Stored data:

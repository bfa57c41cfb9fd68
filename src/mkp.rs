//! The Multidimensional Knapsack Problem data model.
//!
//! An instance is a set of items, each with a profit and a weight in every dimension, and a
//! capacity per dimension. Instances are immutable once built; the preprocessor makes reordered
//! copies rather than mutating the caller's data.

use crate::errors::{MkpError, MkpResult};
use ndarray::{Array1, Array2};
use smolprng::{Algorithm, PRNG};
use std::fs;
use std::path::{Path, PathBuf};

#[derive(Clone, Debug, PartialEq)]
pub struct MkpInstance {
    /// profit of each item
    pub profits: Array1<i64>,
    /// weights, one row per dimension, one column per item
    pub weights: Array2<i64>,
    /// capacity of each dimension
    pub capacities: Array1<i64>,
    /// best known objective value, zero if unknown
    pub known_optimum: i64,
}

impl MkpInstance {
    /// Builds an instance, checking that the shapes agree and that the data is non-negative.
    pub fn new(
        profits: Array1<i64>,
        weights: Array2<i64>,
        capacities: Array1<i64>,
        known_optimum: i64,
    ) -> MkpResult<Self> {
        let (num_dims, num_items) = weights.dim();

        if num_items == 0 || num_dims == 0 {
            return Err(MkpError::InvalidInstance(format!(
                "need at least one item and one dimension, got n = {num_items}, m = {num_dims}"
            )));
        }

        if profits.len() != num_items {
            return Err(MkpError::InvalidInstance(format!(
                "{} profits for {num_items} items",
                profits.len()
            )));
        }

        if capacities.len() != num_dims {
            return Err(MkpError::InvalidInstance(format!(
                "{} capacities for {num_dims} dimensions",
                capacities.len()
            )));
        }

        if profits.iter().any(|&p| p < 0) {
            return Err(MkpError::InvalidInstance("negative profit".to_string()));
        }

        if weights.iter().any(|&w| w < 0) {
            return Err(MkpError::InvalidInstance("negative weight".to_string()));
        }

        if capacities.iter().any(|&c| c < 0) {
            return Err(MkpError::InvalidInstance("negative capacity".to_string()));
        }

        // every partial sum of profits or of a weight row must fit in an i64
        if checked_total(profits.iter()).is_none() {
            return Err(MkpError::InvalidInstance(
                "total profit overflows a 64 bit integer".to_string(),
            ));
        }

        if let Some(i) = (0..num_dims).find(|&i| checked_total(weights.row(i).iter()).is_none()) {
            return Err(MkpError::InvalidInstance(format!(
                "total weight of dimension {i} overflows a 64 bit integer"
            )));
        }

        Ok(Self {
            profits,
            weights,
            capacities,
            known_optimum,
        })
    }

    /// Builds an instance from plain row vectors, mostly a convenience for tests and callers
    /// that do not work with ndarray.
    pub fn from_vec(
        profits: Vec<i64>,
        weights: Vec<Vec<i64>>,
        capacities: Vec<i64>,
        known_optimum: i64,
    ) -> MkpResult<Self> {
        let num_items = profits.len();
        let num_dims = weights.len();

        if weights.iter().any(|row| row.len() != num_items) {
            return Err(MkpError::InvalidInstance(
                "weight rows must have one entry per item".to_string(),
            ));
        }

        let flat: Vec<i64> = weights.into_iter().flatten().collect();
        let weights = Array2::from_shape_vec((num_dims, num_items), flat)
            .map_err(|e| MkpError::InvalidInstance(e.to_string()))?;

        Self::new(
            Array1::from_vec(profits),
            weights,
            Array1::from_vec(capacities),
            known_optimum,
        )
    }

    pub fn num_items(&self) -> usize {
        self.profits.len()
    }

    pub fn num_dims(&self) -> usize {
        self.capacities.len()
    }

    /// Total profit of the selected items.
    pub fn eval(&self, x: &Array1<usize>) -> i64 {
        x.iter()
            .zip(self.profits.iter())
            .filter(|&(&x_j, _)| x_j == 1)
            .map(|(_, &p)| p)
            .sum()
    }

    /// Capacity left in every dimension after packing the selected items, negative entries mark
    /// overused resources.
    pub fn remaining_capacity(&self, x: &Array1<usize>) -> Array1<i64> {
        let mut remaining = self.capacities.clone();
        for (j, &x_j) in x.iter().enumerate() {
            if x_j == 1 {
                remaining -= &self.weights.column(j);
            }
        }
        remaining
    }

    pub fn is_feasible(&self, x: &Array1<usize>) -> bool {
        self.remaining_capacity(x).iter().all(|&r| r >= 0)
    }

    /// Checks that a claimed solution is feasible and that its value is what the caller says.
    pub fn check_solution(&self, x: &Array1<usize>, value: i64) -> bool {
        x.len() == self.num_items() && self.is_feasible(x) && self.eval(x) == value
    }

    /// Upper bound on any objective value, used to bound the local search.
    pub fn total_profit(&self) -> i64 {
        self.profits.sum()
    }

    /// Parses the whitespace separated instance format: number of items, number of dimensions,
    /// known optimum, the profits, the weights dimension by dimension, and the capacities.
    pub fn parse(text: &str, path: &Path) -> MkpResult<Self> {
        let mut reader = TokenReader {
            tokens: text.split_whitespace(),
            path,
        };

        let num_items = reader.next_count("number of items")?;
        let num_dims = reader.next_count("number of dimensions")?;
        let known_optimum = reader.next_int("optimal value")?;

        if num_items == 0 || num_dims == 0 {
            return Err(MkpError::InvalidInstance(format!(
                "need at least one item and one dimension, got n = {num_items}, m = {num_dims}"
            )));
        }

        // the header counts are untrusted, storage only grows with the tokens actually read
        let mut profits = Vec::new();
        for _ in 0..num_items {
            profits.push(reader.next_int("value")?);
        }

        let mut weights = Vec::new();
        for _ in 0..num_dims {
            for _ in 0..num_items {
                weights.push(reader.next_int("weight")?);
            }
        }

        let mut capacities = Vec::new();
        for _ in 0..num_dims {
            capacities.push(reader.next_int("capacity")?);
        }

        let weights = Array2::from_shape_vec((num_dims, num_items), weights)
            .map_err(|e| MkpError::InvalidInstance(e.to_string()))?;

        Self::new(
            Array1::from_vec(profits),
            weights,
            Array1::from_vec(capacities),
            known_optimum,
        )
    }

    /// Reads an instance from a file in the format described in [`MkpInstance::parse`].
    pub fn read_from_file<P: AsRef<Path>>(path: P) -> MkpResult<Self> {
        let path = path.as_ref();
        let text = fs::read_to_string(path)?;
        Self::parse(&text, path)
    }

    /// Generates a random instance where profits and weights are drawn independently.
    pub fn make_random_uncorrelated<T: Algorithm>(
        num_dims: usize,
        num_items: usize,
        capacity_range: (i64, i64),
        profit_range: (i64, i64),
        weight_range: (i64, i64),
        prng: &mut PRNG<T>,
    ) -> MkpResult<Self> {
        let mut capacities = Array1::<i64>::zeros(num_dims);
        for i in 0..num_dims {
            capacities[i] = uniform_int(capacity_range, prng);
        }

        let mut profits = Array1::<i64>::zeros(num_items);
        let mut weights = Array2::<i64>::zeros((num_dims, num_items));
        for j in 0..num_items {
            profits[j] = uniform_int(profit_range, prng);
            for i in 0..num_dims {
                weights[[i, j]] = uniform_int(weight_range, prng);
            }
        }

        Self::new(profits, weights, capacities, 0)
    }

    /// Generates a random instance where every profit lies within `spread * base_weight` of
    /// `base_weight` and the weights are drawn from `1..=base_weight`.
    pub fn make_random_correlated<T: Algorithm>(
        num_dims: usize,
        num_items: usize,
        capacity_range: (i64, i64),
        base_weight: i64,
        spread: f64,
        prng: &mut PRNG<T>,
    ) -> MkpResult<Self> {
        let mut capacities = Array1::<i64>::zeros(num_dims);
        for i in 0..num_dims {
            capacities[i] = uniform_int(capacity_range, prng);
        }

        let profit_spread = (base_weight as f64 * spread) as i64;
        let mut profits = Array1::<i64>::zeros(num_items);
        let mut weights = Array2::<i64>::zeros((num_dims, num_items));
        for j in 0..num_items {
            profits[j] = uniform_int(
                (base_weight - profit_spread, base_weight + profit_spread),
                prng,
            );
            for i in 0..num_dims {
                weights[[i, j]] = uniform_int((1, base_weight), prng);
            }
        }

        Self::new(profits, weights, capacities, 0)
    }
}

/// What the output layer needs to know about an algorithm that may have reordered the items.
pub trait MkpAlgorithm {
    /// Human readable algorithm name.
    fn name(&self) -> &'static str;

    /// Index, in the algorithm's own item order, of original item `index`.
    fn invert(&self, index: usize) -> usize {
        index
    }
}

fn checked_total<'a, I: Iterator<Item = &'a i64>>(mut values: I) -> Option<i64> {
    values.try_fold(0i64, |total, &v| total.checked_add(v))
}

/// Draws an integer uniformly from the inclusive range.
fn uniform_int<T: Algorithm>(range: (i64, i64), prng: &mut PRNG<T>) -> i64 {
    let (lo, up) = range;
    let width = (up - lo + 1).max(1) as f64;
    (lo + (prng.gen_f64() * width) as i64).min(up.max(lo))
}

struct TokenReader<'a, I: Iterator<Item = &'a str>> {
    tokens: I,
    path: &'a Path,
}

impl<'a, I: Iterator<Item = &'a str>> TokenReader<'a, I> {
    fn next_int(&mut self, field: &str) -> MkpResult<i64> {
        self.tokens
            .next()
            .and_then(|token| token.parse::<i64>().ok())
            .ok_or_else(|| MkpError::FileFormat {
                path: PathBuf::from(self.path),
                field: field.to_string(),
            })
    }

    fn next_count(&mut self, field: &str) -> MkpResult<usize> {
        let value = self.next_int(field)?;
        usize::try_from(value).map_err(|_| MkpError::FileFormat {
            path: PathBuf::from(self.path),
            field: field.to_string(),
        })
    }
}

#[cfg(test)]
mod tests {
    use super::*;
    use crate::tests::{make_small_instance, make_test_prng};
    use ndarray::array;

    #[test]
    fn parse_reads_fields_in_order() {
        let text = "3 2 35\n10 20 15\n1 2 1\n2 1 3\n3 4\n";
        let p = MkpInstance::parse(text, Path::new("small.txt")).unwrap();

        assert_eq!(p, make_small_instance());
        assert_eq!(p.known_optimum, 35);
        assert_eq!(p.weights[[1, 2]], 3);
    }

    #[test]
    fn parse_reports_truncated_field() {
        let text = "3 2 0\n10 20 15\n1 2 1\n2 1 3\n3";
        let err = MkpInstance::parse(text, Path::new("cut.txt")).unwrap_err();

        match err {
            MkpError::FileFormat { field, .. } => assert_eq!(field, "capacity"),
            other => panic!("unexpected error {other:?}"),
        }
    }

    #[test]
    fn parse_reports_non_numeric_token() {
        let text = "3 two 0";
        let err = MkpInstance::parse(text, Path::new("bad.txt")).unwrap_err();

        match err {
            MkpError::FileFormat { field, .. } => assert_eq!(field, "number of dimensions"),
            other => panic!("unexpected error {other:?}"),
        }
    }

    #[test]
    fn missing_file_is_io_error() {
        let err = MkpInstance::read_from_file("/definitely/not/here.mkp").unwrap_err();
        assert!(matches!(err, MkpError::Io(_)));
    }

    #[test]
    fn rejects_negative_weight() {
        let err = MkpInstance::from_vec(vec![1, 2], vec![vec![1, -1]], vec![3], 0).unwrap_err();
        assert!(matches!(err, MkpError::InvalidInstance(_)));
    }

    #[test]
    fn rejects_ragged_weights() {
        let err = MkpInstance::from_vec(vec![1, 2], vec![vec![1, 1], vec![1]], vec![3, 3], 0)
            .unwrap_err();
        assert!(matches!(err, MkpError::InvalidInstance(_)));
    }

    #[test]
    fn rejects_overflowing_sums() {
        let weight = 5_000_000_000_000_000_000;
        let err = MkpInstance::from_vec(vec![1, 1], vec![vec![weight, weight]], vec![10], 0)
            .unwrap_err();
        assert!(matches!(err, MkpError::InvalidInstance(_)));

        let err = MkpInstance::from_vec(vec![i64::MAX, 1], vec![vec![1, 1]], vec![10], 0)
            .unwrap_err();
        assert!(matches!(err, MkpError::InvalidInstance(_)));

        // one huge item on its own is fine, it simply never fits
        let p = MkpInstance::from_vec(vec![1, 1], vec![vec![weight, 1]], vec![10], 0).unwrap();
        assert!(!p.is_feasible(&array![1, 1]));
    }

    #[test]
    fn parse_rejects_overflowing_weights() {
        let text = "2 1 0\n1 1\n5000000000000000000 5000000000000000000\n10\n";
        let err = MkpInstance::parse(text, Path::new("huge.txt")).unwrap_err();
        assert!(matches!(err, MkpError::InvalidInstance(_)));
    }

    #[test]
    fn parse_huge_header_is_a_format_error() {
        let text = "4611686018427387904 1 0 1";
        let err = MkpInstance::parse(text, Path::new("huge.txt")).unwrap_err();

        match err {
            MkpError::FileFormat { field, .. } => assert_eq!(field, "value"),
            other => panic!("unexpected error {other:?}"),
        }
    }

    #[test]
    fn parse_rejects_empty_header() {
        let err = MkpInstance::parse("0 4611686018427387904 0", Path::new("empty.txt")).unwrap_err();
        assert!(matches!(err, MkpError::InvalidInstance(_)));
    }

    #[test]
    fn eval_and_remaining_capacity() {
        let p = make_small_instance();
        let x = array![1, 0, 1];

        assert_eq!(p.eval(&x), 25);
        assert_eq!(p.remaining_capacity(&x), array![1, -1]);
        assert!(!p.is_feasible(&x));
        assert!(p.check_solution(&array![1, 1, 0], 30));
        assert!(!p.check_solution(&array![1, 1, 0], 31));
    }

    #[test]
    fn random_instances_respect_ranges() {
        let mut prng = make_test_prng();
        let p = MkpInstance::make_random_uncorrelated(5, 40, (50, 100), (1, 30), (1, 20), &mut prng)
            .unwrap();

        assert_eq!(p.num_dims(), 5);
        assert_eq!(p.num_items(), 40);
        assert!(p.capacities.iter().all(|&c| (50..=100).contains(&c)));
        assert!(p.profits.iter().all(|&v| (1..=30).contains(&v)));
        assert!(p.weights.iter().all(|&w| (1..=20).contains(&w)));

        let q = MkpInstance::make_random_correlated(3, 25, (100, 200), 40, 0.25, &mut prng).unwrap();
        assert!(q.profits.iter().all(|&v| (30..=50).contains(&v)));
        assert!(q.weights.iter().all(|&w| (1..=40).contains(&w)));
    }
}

* **ASSIGNMENT**
Scan the data above, find each line with "that", and copy it.

* **TASK OUTPUT**
    /// Builds an instance, checking that the shapes agree and that the data is non-negative.
    /// that do not work with ndarray.
    /// Checks that a claimed solution is feasible and that its value is what the caller says.
/// What the output layer needs to know about an algorithm that may have reordered the items.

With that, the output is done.